WORK TASK:
Using the data below, report how many lines hold the word "kept". Include nothing else in the reply.

──────── MATERIAL SHOWN

#[cfg(test)]
mod tests {
    use super::*;
    use crate::model::demo_state;
    use crate::picker::attach_to_selected;
    use pretty_assertions::assert_eq;

    fn empty_page_store() -> ContentStore {
        let state = SiteState {
            pages: vec![Page {
                id: "blank".into(),
                name: "Blank".into(),
                slug: "blank".into(),
                status: PageStatus::Draft,
                updated_at: "2026-01-01T00:00:00.000Z".into(),
                layout: Vec::new(),
            }],
            ..demo_state()
        };
        ContentStore::new(state, BlockRegistry::builtin())
    }

    fn ids(store: &ContentStore) -> Vec<String> {
        store.layout().iter().map(|b| b.id.clone()).collect()
    }

    #[test]
    fn test_add_hero_to_empty_page() {
        let mut store = empty_page_store();
        store.add_block("hero").unwrap();

        let layout = store.layout();
        assert_eq!(layout.len(), 1);
        assert_eq!(layout[0].block_type, "hero");
        assert_eq!(
            layout[0].props,
            BlockRegistry::builtin().defaults_for("hero").unwrap()
        );
    }

    #[test]
    fn test_add_unknown_type_is_not_found() {
        let mut store = empty_page_store();
        let result = store.add_block("carousel");
        assert!(matches!(result, Err(FolioError::NotFound { .. })));
        assert!(store.layout().is_empty());
        assert!(!store.is_dirty());
    }

    #[test]
    fn test_textarea_keystrokes_store_br() {
        let mut store = empty_page_store();
        let id = store.add_block("hero").unwrap();
        store.select_block(&id).unwrap();
        store.type_into_field("title", "Hello\nWorld").unwrap();
        store.apply_draft().unwrap();

        assert_eq!(store.layout()[0].prop("title"), "Hello<br>World");
    }

    #[test]
    fn test_text_field_keeps_newlines_verbatim() {
        let mut store = empty_page_store();
        let id = store.add_block("hero").unwrap();
        store.select_block(&id).unwrap();
        store.type_into_field("subtitle", "a\nb").unwrap();
        assert_eq!(store.draft().unwrap().prop("subtitle"), "a\nb");
    }

    #[test]
    fn test_draft_not_in_layout_until_applied() {
        let mut store = empty_page_store();
        let id = store.add_block("metric").unwrap();
        store.commit_layout().unwrap();

        store.select_block(&id).unwrap();
        store.update_block_prop("value", "42").unwrap();

        assert_eq!(store.layout()[0].prop("value"), "—");
        assert_eq!(store.effective_layout()[0].prop("value"), "42");
        assert_eq!(store.active_page().unwrap().layout[0].prop("value"), "—");

        store.apply_draft().unwrap();
        assert_eq!(store.layout()[0].prop("value"), "42");
        assert_eq!(store.active_page().unwrap().layout[0].prop("value"), "—");

        store.commit_layout().unwrap();
        assert_eq!(store.active_page().unwrap().layout[0].prop("value"), "42");
    }

    #[test]
    fn test_revert_discards_draft() {
        let mut store = empty_page_store();
        let id = store.add_block("metric").unwrap();
        store.commit_layout().unwrap();

        store.select_block(&id).unwrap();
        store.update_block_prop("value", "42").unwrap();
        assert!(store.is_dirty());

        store.revert_draft().unwrap();
        assert_eq!(store.draft().unwrap().prop("value"), "—");
        assert_eq!(store.effective_layout()[0].prop("value"), "—");
        assert!(!store.is_dirty());
    }

    #[test]
    fn test_dirty_flag_law() {
        let mut store = empty_page_store();
        assert!(!store.is_dirty());

        let a = store.add_block("hero").unwrap();
        assert!(store.is_dirty());
        store.commit_layout().unwrap();
        assert!(!store.is_dirty());

        let b = store.add_block("metric").unwrap();
        store.commit_layout().unwrap();

        store.reorder_blocks(&[b.clone(), a.clone()]).unwrap();
        assert!(store.is_dirty());
        store.commit_layout().unwrap();

        store.select_block(&a).unwrap();
        store.update_block_prop("title", "x").unwrap();
        assert!(store.is_dirty());

        store.set_active_page("blank").unwrap();
        assert!(!store.is_dirty());

        store.remove_block(&b).unwrap();
        assert!(store.is_dirty());
    }

    #[test]
    fn test_order_round_trip() {
        let mut store = empty_page_store();
        let a = store.add_block("hero").unwrap();
        let b = store.add_block("metric").unwrap();
        let c = store.add_block("section").unwrap();
        let d = store.add_block("cta").unwrap();
        store.remove_block(&b).unwrap();
        store
            .reorder_blocks(&[d.clone(), a.clone(), c.clone()])
            .unwrap();
        store.commit_layout().unwrap();

        let persisted: Vec<_> = store
            .active_page()
            .unwrap()
            .layout
            .iter()
            .map(|b| b.id.clone())
            .collect();
        assert_eq!(persisted, vec![d, a, c]);
    }

    #[test]
    fn test_partial_reorder_appends_rest() {
        let mut store = empty_page_store();
        let a = store.add_block("hero").unwrap();
        let b = store.add_block("metric").unwrap();
        let c = store.add_block("section").unwrap();

        store.reorder_blocks(&[c.clone(), c.clone()]).unwrap();
        assert_eq!(ids(&store), vec![c, a, b]);
    }

    #[test]
    fn test_reorder_with_unknown_id_leaves_layout() {
        let mut store = empty_page_store();
        let a = store.add_block("hero").unwrap();
        let before = ids(&store);
        assert!(store.reorder_blocks(&["ghost".into(), a]).is_err());
        assert_eq!(ids(&store), before);
    }

    #[test]
    fn test_set_active_page_copies_and_clears() {
        let mut store = ContentStore::new(demo_state(), BlockRegistry::builtin());
        let first = store.layout()[0].id.clone();
        store.select_block(&first).unwrap();
        store.update_block_prop("title", "changed").unwrap();

        store.set_active_page("sustainability").unwrap();
        assert_eq!(store.selected_block_id(), None);
        assert!(store.draft().is_none());
        assert!(!store.is_dirty());
        assert_eq!(store.layout().len(), 3);

        // Working copy is detached from the page.
        let first_metric = store.layout()[0].id.clone();
        store.remove_block(&first_metric).unwrap();
        assert_eq!(store.active_page().unwrap().layout.len(), 3);

        // Edits on the first page were never committed.
        store.set_active_page("index").unwrap();
        assert_ne!(store.layout()[0].prop("title"), "changed");
    }

    #[test]
    fn test_missing_page_is_not_found_and_noop() {
        let mut store = ContentStore::new(demo_state(), BlockRegistry::builtin());
        let before = store.active_page_id().map(str::to_string);
        assert!(matches!(
            store.set_active_page("nope"),
            Err(FolioError::NotFound { .. })
        ));
        assert_eq!(store.active_page_id().map(str::to_string), before);
    }

    #[test]
    fn test_select_missing_block() {
        let mut store = empty_page_store();
        assert!(store.select_block("ghost").is_err());
        assert_eq!(store.selected_block_id(), None);
        assert!(store.update_block_prop("title", "x").is_err());
        assert!(!store.is_dirty());
    }

    #[test]
    fn test_selecting_another_block_keeps_edits() {
        let mut store = empty_page_store();
        let a = store.add_block("hero").unwrap();
        let b = store.add_block("metric").unwrap();
        store.select_block(&a).unwrap();
        store.update_block_prop("title", "kept").unwrap();
        store.select_block(&b).unwrap();

        assert_eq!(store.layout()[0].prop("title"), "kept");
        assert_eq!(store.selected_block_id(), Some(b.as_str()));
    }

    #[test]
    fn test_removing_selected_block_clears_selection() {
        let mut store = empty_page_store();
        let a = store.add_block("hero").unwrap();
        store.select_block(&a).unwrap();
        store.remove_block(&a).unwrap();
        assert_eq!(store.selected_block_id(), None);
        assert!(store.draft().is_none());
    }

    #[test]
    fn test_discard_changes() {
        let mut store = ContentStore::new(demo_state(), BlockRegistry::builtin());
        store.add_block("metric").unwrap();
        store.discard_changes().unwrap();
        assert_eq!(store.layout().len(), 1);
        assert!(!store.is_dirty());
    }

    #[test]
    fn test_create_page_unique_slug() {
        let mut store = empty_page_store();
        let id = store.create_page("Cabo Vírgenes").unwrap();
        assert_eq!(store.state().page(&id).unwrap().slug, "cabo-virgenes");

        let again = store.create_page("cabo virgenes");
        assert!(matches!(again, Err(FolioError::Conflict(_))));
        assert!(store.create_page("!!!").is_err());
    }

    #[test]
    fn test_set_page_slug_conflict() {
        let mut store = ContentStore::new(demo_state(), BlockRegistry::builtin());
        assert!(store.set_page_slug("about", "index").is_err());
        store.set_page_slug("about", "About Us").unwrap();
        assert_eq!(store.state().page("about").unwrap().slug, "about-us");
        // Re-setting a page's own slug is fine.
        store.set_page_slug("about", "about-us").unwrap();
    }

    #[test]
    fn test_picker_pick_invokes_once_and_closes() {
        let mut store = ContentStore::new(demo_state(), BlockRegistry::builtin());
        let id = store.layout()[0].id.clone();
        store.select_block(&id).unwrap();

        store.open_picker(PickerKind::Media, attach_to_selected(PickerKind::Media));
        assert_eq!(store.picker_kind(), Some(PickerKind::Media));
        store.pick("m3").unwrap();

        assert_eq!(store.draft().unwrap().image_id.as_deref(), Some("m3"));
        assert_eq!(store.picker_kind(), None);
        // A second pick has no open picker to deliver to.
        assert!(store.pick("m4").is_err());
        assert_eq!(store.draft().unwrap().image_id.as_deref(), Some("m3"));
    }

    #[test]
    fn test_picker_cancel_leaves_reference() {
        let mut store = ContentStore::new(demo_state(), BlockRegistry::builtin());
        store.set_active_page("about").unwrap();
        let id = store.layout()[0].id.clone();
        store.select_block(&id).unwrap();

        store.open_picker(PickerKind::Document, attach_to_selected(PickerKind::Document));
        store.close_picker();

        assert_eq!(store.draft().unwrap().doc_id.as_deref(), Some("d2"));
        assert_eq!(store.draft().unwrap().image_id.as_deref(), Some("m7"));
        assert!(!store.is_dirty());
    }

    #[test]
    fn test_pick_unknown_candidate_keeps_picker_open() {
        let mut store = ContentStore::new(demo_state(), BlockRegistry::builtin());
        let id = store.layout()[0].id.clone();
        store.select_block(&id).unwrap();
        store.open_picker(PickerKind::Media, attach_to_selected(PickerKind::Media));

        assert!(store.pick("ghost").is_err());
        assert_eq!(store.picker_kind(), Some(PickerKind::Media));
    }

    #[test]
    fn test_remove_media_keeps_block_reference() {
        let mut store = ContentStore::new(demo_state(), BlockRegistry::builtin());
        store.remove_media("m7").unwrap();
        let about = store.state().page("about").unwrap();
        assert_eq!(about.layout[0].image_id.as_deref(), Some("m7"));
    }

    #[test]
    fn test_news_and_seo_updates() {
        let mut store = ContentStore::new(demo_state(), BlockRegistry::builtin());
        let id = store.add_news("Launch", "2026-02-01");
        store
            .update_news(
                &id,
                NewsPatch {
                    status: Some(NewsStatus::Published),
                    excerpt: Some("Short".into()),
                    ..Default::default()
                },
            )
            .unwrap();
        let item = store.state().news.iter().find(|n| n.id == id).unwrap();
        assert_eq!(item.status, NewsStatus::Published);
        assert_eq!(item.excerpt, "Short");
        assert_eq!(item.title, "Launch");

        assert!(store.update_news("ghost", NewsPatch::default()).is_err());

        store.update_seo(Some("New title"), None);
        store.set_page_seo_title("about", "About | Folio");
        assert_eq!(store.state().seo.site_title, "New title");
        assert_eq!(store.state().seo.per_page["about"].title, "About | Folio");
    }

    #[test]
    fn test_replace_state_keeps_active_page() {
        let mut store = ContentStore::new(demo_state(), BlockRegistry::builtin());
        store.set_active_page("about").unwrap();
        store.replace_state(demo_state());
        assert_eq!(store.active_page_id(), Some("about"));

        let mut other = demo_state();
        other.pages.retain(|p| p.id == "index");
        store.replace_state(other);
        assert_eq!(store.active_page_id(), Some("index"));
    }
}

────────────────

ANSWER SECTION:
2